AP Chemistry Exam: 2021 Results

The following data reflect the 134,316 students worldwide who took either the paper or the digital AP Chemistry Exam prior to June 12.

AP Chemistry score distributions, 2019 vs. 2021

The following table enables comparisons of student performance in 2021 to student performance on the comparable full-length exam prior to the covid-19 pandemic.

AP Score 2019 2021
5 11% 11%
4 17% 16%
3 28% 24%
2 23% 25%
1 21% 24%

Of these 134,316 students, 2 achieved a perfect score from all professors/readers on all free-response questions and correctly answered every multiple-choice question, resulting in the rare and impressive feat of earning all 100 of 100 points possible on an AP Chemistry Exam.

It’s also important to honor the work of students who did not qualify for a score of 3+, but who nonetheless developed basic understandings and skills in the course. As a reminder, the most recent research on students who achieve a score of 2 in AP Chemistry found that they earn significantly higher grades when taking the course in college than students with the same high school GPA, SAT score, race, and gender. And these outcomes are stronger for AP Chemistry students who receive a 2 than for students receiving 2s in most other AP subjects

The May 7 In-School Paper Exam

The largest exam date for AP Chemistry was May 7, so the following information is specific to the exam version administered on that date.

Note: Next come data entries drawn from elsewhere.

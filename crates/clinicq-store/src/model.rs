use crate::{StoreError, StoreResult};
use chrono::{DateTime, Utc};
use serde::de::DeserializeOwned;
use serde::{Deserialize, Serialize};
use serde_json::Value;
use std::cmp::Ordering;
use std::fmt;

/// Named document collections.
#[derive(Debug, Clone, Copy, PartialEq, Eq, Hash, PartialOrd, Ord, Serialize, Deserialize)]
#[serde(rename_all = "snake_case")]
pub enum Collection {
    Establishments,
    Counters,
    Patients,
    Requests,
    ArrivalIndex,
    ArrivalRecords,
    ActiveQueue,
    Notifications,
}

impl Collection {
    pub const ALL: [Collection; 8] = [
        Collection::Establishments,
        Collection::Counters,
        Collection::Patients,
        Collection::Requests,
        Collection::ArrivalIndex,
        Collection::ArrivalRecords,
        Collection::ActiveQueue,
        Collection::Notifications,
    ];

    pub fn as_str(&self) -> &'static str {
        match self {
            Collection::Establishments => "establishments",
            Collection::Counters => "counters",
            Collection::Patients => "patients",
            Collection::Requests => "requests",
            Collection::ArrivalIndex => "arrival_index",
            Collection::ArrivalRecords => "arrival_records",
            Collection::ActiveQueue => "active_queue",
            Collection::Notifications => "notifications",
        }
    }
}

impl fmt::Display for Collection {
    fn fmt(&self, f: &mut fmt::Formatter<'_>) -> fmt::Result {
        f.write_str(self.as_str())
    }
}

/// A stored document. `version` is assigned by the store on every write and
/// is the token conditional writes are checked against.
#[derive(Debug, Clone, PartialEq, Serialize, Deserialize)]
pub struct Document {
    pub collection: Collection,
    pub key: String,
    pub version: u64,
    pub body: Value,
    pub updated_at: DateTime<Utc>,
}

impl Document {
    /// Deserialize the body into a typed record.
    pub fn decode<T: DeserializeOwned>(&self) -> StoreResult<T> {
        serde_json::from_value(self.body.clone()).map_err(|e| {
            StoreError::Serialization(format!("{}/{}: {}", self.collection, self.key, e))
        })
    }

    /// Top-level body field.
    pub fn field(&self, name: &str) -> Option<&Value> {
        self.body.get(name)
    }
}

/// Expected state of a document for a conditional write.
#[derive(Debug, Clone, Copy, PartialEq, Eq)]
pub enum Precondition {
    /// Write regardless of current state.
    Any,
    /// The document must not exist.
    Absent,
    /// The document must exist at exactly this version.
    Version(u64),
}

impl Precondition {
    pub(crate) fn admits(&self, current: Option<u64>) -> bool {
        match (self, current) {
            (Precondition::Any, _) => true,
            (Precondition::Absent, None) => true,
            (Precondition::Absent, Some(_)) => false,
            (Precondition::Version(expected), Some(actual)) => *expected == actual,
            (Precondition::Version(_), None) => false,
        }
    }
}

/// Kind of change carried by a subscription event.
#[derive(Debug, Clone, Copy, PartialEq, Eq, Serialize, Deserialize)]
#[serde(rename_all = "snake_case")]
pub enum ChangeKind {
    Inserted,
    Updated,
    Deleted,
}

/// A single committed change.
#[derive(Debug, Clone, PartialEq, Serialize, Deserialize)]
pub struct ChangeEvent {
    pub collection: Collection,
    pub key: String,
    pub kind: ChangeKind,
    /// Document after the change; `None` for deletes.
    pub document: Option<Document>,
    /// Document before the change; `None` for inserts.
    pub previous: Option<Document>,
}

/// Equality filter on a top-level body field.
#[derive(Debug, Clone, PartialEq)]
pub struct FieldFilter {
    pub field: String,
    pub value: Value,
}

impl FieldFilter {
    pub fn new(field: impl Into<String>, value: impl Into<Value>) -> Self {
        Self {
            field: field.into(),
            value: value.into(),
        }
    }

    pub fn matches(&self, body: &Value) -> bool {
        body.get(&self.field) == Some(&self.value)
    }

    /// Whether a change touches the filtered view: the new or the previous
    /// body matches, so documents leaving the view are observed too.
    pub fn matches_change(&self, event: &ChangeEvent) -> bool {
        event
            .document
            .iter()
            .chain(event.previous.iter())
            .any(|doc| self.matches(&doc.body))
    }
}

#[derive(Debug, Clone, Copy, PartialEq, Eq, Default)]
pub enum SortOrder {
    #[default]
    Ascending,
    Descending,
}

/// Generic query window for paged reads. `limit == 0` means unbounded.
#[derive(Debug, Clone, Copy, Default, PartialEq, Eq)]
pub struct QueryWindow {
    pub limit: usize,
    pub offset: usize,
}

/// Filtered, ordered range query over one collection.
#[derive(Debug, Clone, Default)]
pub struct Query {
    pub filters: Vec<FieldFilter>,
    pub order_by: Option<(String, SortOrder)>,
    pub window: QueryWindow,
}

impl Query {
    pub fn new() -> Self {
        Self::default()
    }

    pub fn filter(mut self, field: impl Into<String>, value: impl Into<Value>) -> Self {
        self.filters.push(FieldFilter::new(field, value));
        self
    }

    pub fn order_by(mut self, field: impl Into<String>, order: SortOrder) -> Self {
        self.order_by = Some((field.into(), order));
        self
    }

    pub fn limit(mut self, limit: usize) -> Self {
        self.window.limit = limit;
        self
    }

    pub fn offset(mut self, offset: usize) -> Self {
        self.window.offset = offset;
        self
    }

    pub fn matches(&self, body: &Value) -> bool {
        self.filters.iter().all(|f| f.matches(body))
    }

    /// Sort and window a candidate set in place. Ties are broken by key so
    /// results are deterministic.
    pub fn arrange(&self, mut docs: Vec<Document>) -> Vec<Document> {
        match &self.order_by {
            Some((field, order)) => docs.sort_by(|a, b| {
                let ordering =
                    compare_values(a.field(field), b.field(field)).then_with(|| a.key.cmp(&b.key));
                match order {
                    SortOrder::Ascending => ordering,
                    SortOrder::Descending => ordering.reverse(),
                }
            }),
            None => docs.sort_by(|a, b| a.key.cmp(&b.key)),
        }

        let iter = docs.into_iter().skip(self.window.offset);
        if self.window.limit == 0 {
            iter.collect()
        } else {
            iter.take(self.window.limit).collect()
        }
    }
}

/// Total order over JSON values used for range ordering: missing < null <
/// bool < number < string < other.
pub fn compare_values(a: Option<&Value>, b: Option<&Value>) -> Ordering {
    fn rank(v: Option<&Value>) -> u8 {
        match v {
            None => 0,
            Some(Value::Null) => 1,
            Some(Value::Bool(_)) => 2,
            Some(Value::Number(_)) => 3,
            Some(Value::String(_)) => 4,
            Some(_) => 5,
        }
    }

    match (a, b) {
        (Some(Value::Bool(x)), Some(Value::Bool(y))) => x.cmp(y),
        (Some(Value::Number(x)), Some(Value::Number(y))) => match (x.as_i64(), y.as_i64()) {
            (Some(x), Some(y)) => x.cmp(&y),
            _ => x
                .as_f64()
                .unwrap_or(f64::NAN)
                .partial_cmp(&y.as_f64().unwrap_or(f64::NAN))
                .unwrap_or(Ordering::Equal),
        },
        (Some(Value::String(x)), Some(Value::String(y))) => x.cmp(y),
        _ => rank(a).cmp(&rank(b)),
    }
}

As usual, students scored significantly higher on the multiple-choice section than on the free-response questions.

Multiple-choice section:

  • Course Units:
    • AP Chemistry students demonstrated solid mastery of Units 4 (Chemical Reactions) and 5 (Kinetics), with ~15% of students earning a perfect score across all questions about these units.
    • Students generally scored least well on Unit 1 (Atomic Structure and Properties), in which 5% of students answered all questions correctly and 8% answered none correctly; Unit 7 (Equilibrium), and Unit 8 (Acids and Bases).
  • Big Ideas:
    • Students generally demonstrated somewhat stronger understanding of Transformations and Energy than of Scale/Proportion/Quantity and Structure/Properties.
  • Science Practices:
    • Students demonstrated strongest skills on questions that required application of Science Practice 1 (Models and Representations; 11% of students answered every such question correctly) and Science Practice 4 (Model Analysis).
    • Students’ scores would increase with more proficiency on questions related to Science Practice 2 (Question and Method)—somewhat lower than their performance on all other science practices.

Free-response section:

The strongest results were typically on:

  • Long Question 2 about silicon spectra; 9% of students earned 8–10 points out of 10 possible
  • Long Question 3 about copper sulfate precipitation; 16% of students earned 8–10 points out of 10 possible.

The Digital Exams

To support student access, different testing modes—paper and digital—were essential. To protect exam security, many different exam versions were necessary. Accordingly, to provide students with similar opportunities for success regardless of which version they took, each version of the exam had to be analyzed separately by psychometricians to identify its unique difficulty level so that standards for scores of 3, 4, and 5 could then be separately identified for each exam version. Analyses focused on:

  • Differences in the testing mode (paper or digital). For sections of the exam that proved easier to take digitally, the digital versions require more points for each AP score. For sections of the exam that proved easier to take on paper, the paper exam requires more points for each AP score.
  • Differences in the difficulty of specific questions. When exam questions prove easier, more points are required for each AP score, and when exam questions prove more difficult, fewer points are required on one version than another.
  • The net result for this year’s AP Chemistry Exams is that out of 100 points possible, some of the digital versions were equivalent in difficulty to the paper versions, and for those that were not:
    • On the easiest digital version, a student needed to earn 2 more points to receive an AP score of 3 or higher than students who took the paper versions.
    • On the hardest digital version, a student needed to earn 4 fewer points to receive an AP score of 3 or higher than students who took the paper versions.